Graph-based models have become pivotal in understanding and predicting navigational patterns within complex networks. Building on graph-based models, the paper advances path extrapolation methods to efficiently predict Wikipedia navigation paths. The Wikipedia Central Macedonia (WCM) dataset is sourced from Wikipedia, with a spotlight on the Central Macedonia region, Greece, to initiate path generation. To build WCM, a crawling process is used that simulates human navigation through Wikipedia. Experimentation shows that an extension of the graph neural network GRETEL, which resorts to dual hypergraph transformation, performs better on a dense graph of WCM than on a sparse graph of WCM. Moreover, combining hypergraph features with features extracted from graph edges has proven to enhance the model's effectiveness. A superior model's performance is reported on the WCM dense graph than on the larger Wikispeedia dataset, suggesting that size may not be as influential in predictive accuracy as the quality of connections and feature extraction. The paper fits the track Knowledge Discovery and Machine Learning of the 16th International Conference on Advances in Databases, Knowledge, and Data Applications.

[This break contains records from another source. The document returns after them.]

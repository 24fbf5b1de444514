//! CLI command implementations
//!
//! Every command loads a `Config`, binds one backend adapter from it, and
//! opens a `DocumentStore` against the default collection. The
//! wire shape is JSON-lines: one request object in, one response object
//! out, always. `start` reads a line per request until stdin closes;
//! `query` reads exactly one line and exits; `explain` never touches a
//! backend at all, since parsing is backend-independent.

use std::fs;
use std::path::Path;
use std::sync::Arc;

use serde::{Deserialize, Serialize};
use serde_json::{json, Value as Json};

use crate::backends::{Adapter, IndexKind, IndexSpec, MemoryAdapter, RemoteAdapter, SqliteAdapter};
use crate::backends::remote::RemoteConfig;
use crate::ql::{self, ParamBinding, ParamMap, StatementSerialize};
use crate::store::{DocumentStore, StoreConfig};

use super::args::Command;
use super::errors::{CliError, CliResult};
use super::io::{read_request, read_requests, write_error, write_response};

/// Configuration file structure: which backend to bind, the default
/// collection, and its initial indexes ("configuration recognized
/// options").
#[derive(Debug, Clone, Serialize, Deserialize)]
pub struct Config {
    /// Backend to bind: "memory", "sqlite", or "remote".
    pub backend: String,

    /// SQLite database path (backend = "sqlite"). ":memory:" is accepted.
    #[serde(default)]
    pub path: Option<String>,

    /// Remote document-service base URL (backend = "remote").
    #[serde(default)]
    pub base_url: Option<String>,

    /// Default collection name.
    #[serde(default = "default_collection")]
    pub collection: String,

    /// Indexes created on the default collection when the store opens.
    #[serde(default)]
    pub indexes: Vec<IndexConfig>,
}

fn default_collection() -> String {
    "default".to_string()
}

#[derive(Debug, Clone, Serialize, Deserialize)]
pub struct IndexConfig {
    pub name: String,
    pub kind: String,
    pub fields: Vec<String>,
}

impl IndexConfig {
    fn into_spec(self) -> CliResult<IndexSpec> {
        let kind = match self.kind.as_str() {
            "field" => IndexKind::Field,
            "composite" => IndexKind::Composite,
            "wildcard" => IndexKind::Wildcard,
            "array" => IndexKind::Array,
            "hash" => IndexKind::Hash,
            "vector" => IndexKind::Vector,
            "text" => IndexKind::Text,
            "geospatial" => IndexKind::Geospatial,
            "ttl" => IndexKind::Ttl,
            other => return Err(CliError::config_error(format!("unknown index kind '{}'", other))),
        };
        Ok(IndexSpec {
            name: self.name,
            kind,
            fields: self.fields,
        })
    }
}

impl Config {
    /// Load configuration from file
    pub fn load(path: &Path) -> CliResult<Self> {
        let content = fs::read_to_string(path)
            .map_err(|e| CliError::config_error(format!("failed to read config: {}", e)))?;

        let config: Config = serde_json::from_str(&content)
            .map_err(|e| CliError::config_error(format!("invalid config JSON: {}", e)))?;

        config.validate()?;

        Ok(config)
    }

    fn validate(&self) -> CliResult<()> {
        match self.backend.as_str() {
            "memory" => {}
            "sqlite" => {
                if self.path.is_none() {
                    return Err(CliError::config_error("backend 'sqlite' requires 'path'"));
                }
            }
            "remote" => {
                if self.base_url.is_none() {
                    return Err(CliError::config_error("backend 'remote' requires 'base_url'"));
                }
            }
            other => {
                return Err(CliError::config_error(format!(
                    "unknown backend '{}': expected 'memory', 'sqlite', or 'remote'",
                    other
                )))
            }
        }
        Ok(())
    }

    async fn open_adapter(&self) -> CliResult<Arc<dyn Adapter>> {
        let adapter: Arc<dyn Adapter> = match self.backend.as_str() {
            "memory" => Arc::new(MemoryAdapter::new()),
            "sqlite" => {
                let path = self.path.as_deref().unwrap_or(":memory:");
                Arc::new(SqliteAdapter::open(path).await?)
            }
            "remote" => {
                let base_url = self.base_url.clone().unwrap_or_default();
                Arc::new(RemoteAdapter::new(RemoteConfig::new(base_url))?)
            }
            other => return Err(CliError::config_error(format!("unknown backend '{}'", other))),
        };
        Ok(adapter)
    }

    async fn open_store(&self) -> CliResult<DocumentStore> {
        let adapter = self.open_adapter().await?;
        let indexes = self
            .indexes
            .clone()
            .into_iter()
            .map(IndexConfig::into_spec)
            .collect::<CliResult<Vec<_>>>()?;
        let store_config = StoreConfig::new(self.collection.clone()).with_indexes(indexes);
        Ok(DocumentStore::open(adapter, store_config).await?)
    }
}

/// Run the appropriate command based on CLI args
pub fn run_command(cmd: Command) -> CliResult<()> {
    let rt = tokio::runtime::Runtime::new().map_err(|e| CliError::io_error(e.to_string()))?;
    rt.block_on(async move {
        match cmd {
            Command::Init { config } => init(&config).await,
            Command::Start { config } => start(&config).await,
            Command::Query { config } => query(&config).await,
            Command::Explain { config } => explain(&config).await,
        }
    })
}

/// Creates the default collection (and its configured indexes) and exits.
/// Idempotent: running `init` against an already-created collection just
/// reports `status: "exists"` rather than failing (collection state
/// machine, unconditional `create`).
pub async fn init(config_path: &Path) -> CliResult<()> {
    let config = Config::load(config_path)?;
    let store = config.open_store().await?;
    write_response(json!({"collection": store.default_collection()}))?;
    store.close().await?;
    Ok(())
}

/// A single JSON-lines request: a portable statement plus its bound
/// parameters. `params` values are taken as literal `Value`s; a parameter
/// meant to substitute a whole clause (WHERE/SELECT/ORDER BY text) is
/// written as `{"$clause": "..."}`.
#[derive(Debug, Deserialize)]
struct Request {
    statement: String,
    #[serde(default)]
    params: std::collections::HashMap<String, Json>,
}

fn decode_params(raw: std::collections::HashMap<String, Json>) -> ParamMap {
    raw.into_iter()
        .map(|(name, v)| {
            let binding = match &v {
                Json::Object(m) if m.len() == 1 => match m.get("$clause").and_then(Json::as_str) {
                    Some(clause) => ParamBinding::Clause(clause.to_string()),
                    None => ParamBinding::Value(v.into()),
                },
                other => ParamBinding::Value(other.clone().into()),
            };
            (name, binding)
        })
        .collect()
}

/// Executes one request against an open store. Returns the raw response
/// payload on success or the `(code, message)` pair on failure — never a
/// pre-built envelope — so the caller's `write_response`/`write_error` are
/// the only place the JSON-lines `{"status": ..., ...}` shape gets built.
async fn handle_request(store: &DocumentStore, request: Json) -> Result<Json, (String, String)> {
    let request: Request = match serde_json::from_value(request) {
        Ok(r) => r,
        Err(e) => return Err(("BAD_REQUEST".to_string(), e.to_string())),
    };
    let params = decode_params(request.params);
    match store.execute(&request.statement, &params).await {
        Ok(response) => Ok(response_to_json(response)),
        Err(e) => Err((e.code().to_string(), e.to_string())),
    }
}

fn response_to_json(response: crate::core::operation::Response) -> Json {
    serde_json::to_value(response).unwrap_or(Json::Null)
}

/// Opens the store and serves JSON-lines requests from stdin until EOF,
/// writing one JSON-lines reply per request to stdout.
pub async fn start(config_path: &Path) -> CliResult<()> {
    let config = Config::load(config_path)?;
    let store = config.open_store().await?;

    for request_result in read_requests() {
        match request_result {
            Ok(request) => match handle_request(&store, request).await {
                Ok(data) => write_response(data)?,
                Err((code, message)) => write_error(&code, &message)?,
            },
            Err(e) => {
                write_error(e.code_str(), e.message())?;
                break;
            }
        }
    }

    store.close().await?;
    Ok(())
}

/// Reads one request from stdin, executes it, prints the reply, and exits.
pub async fn query(config_path: &Path) -> CliResult<()> {
    let config = Config::load(config_path)?;
    let store = config.open_store().await?;

    let request = read_request()?;
    match handle_request(&store, request).await {
        Ok(data) => write_response(data)?,
        Err((code, message)) => write_error(&code, &message)?,
    }

    store.close().await?;
    Ok(())
}

/// Reads `{"statement": "..."}` from stdin, parses it (no execution, no
/// backend), and prints the statement's serialized form back out. Useful
/// for checking a statement parses, and for the parser round-trip
/// invariant that `parse(serialize(AST)) == AST`.
pub async fn explain(config_path: &Path) -> CliResult<()> {
    // `config_path` is accepted for CLI symmetry with the other commands
    // but unused: parsing never touches a backend.
    let _ = config_path;
    let request = read_request()?;
    let statement = request
        .get("statement")
        .and_then(Json::as_str)
        .ok_or_else(|| CliError::io_error("request is missing a 'statement' string field"))?;

    match ql::parse_statement(statement) {
        Ok(ast) => write_response(json!({"ast": ast.serialize()}))?,
        Err(e) => write_error("BAD_REQUEST", &e.to_string())?,
    }
    Ok(())
}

In carotid arteries, plaque can develop as localized elevated lesions. The Jellyfish sign, marked by fluctuating plaque surfaces with blood flow pulsation, is a dynamic characteristic of these plaques that has recently attracted attention. Detecting this sign is vital, as it is often associated with cerebral infarction. This paper proposes an ultrasound video-based classification method for the Jellyfish sign, using deep neural networks. The proposed method first preprocesses carotid ultrasound videos to separate the movement of the vascular wall from plaque movements. These preprocessed videos are then combined with plaque surface information and fed into a deep learning model comprising convolutional and recurrent neural networks, enabling the efficient classification of the Jellyfish sign. The proposed method was verified using ultrasound video images from 200 patients. Ablation studies demonstrated the effectiveness of each component of the proposed method.

The integration of artificial intelligence (AI) in educational measurement has revolutionized assessment methods, enabling automated scoring, rapid content analysis, and personalized feedback through machine learning and natural language processing. These advancements provide timely, consistent feedback and valuable insights into student performance, thereby enhancing the assessment experience. However, the deployment of AI in education also raises significant ethical concerns regarding validity, reliability, transparency, fairness, and equity. Issues such as algorithmic bias and the opacity of AI decision-making processes pose risks of perpetuating inequalities and affecting assessment outcomes. Responding to these concerns, various stakeholders, including educators, policymakers, and organizations, have developed guidelines to ensure ethical AI use in education. The National Council of Measurement in Education's Special Interest Group on AI in Measurement and Education (AIME) also focuses on establishing ethical standards and advancing research in this area. In this paper, a diverse group of AIME members examines the ethical implications of AI-powered tools in educational measurement, explores significant challenges such as automation bias and environmental impact, and proposes solutions to ensure AI's responsible and effective use in education.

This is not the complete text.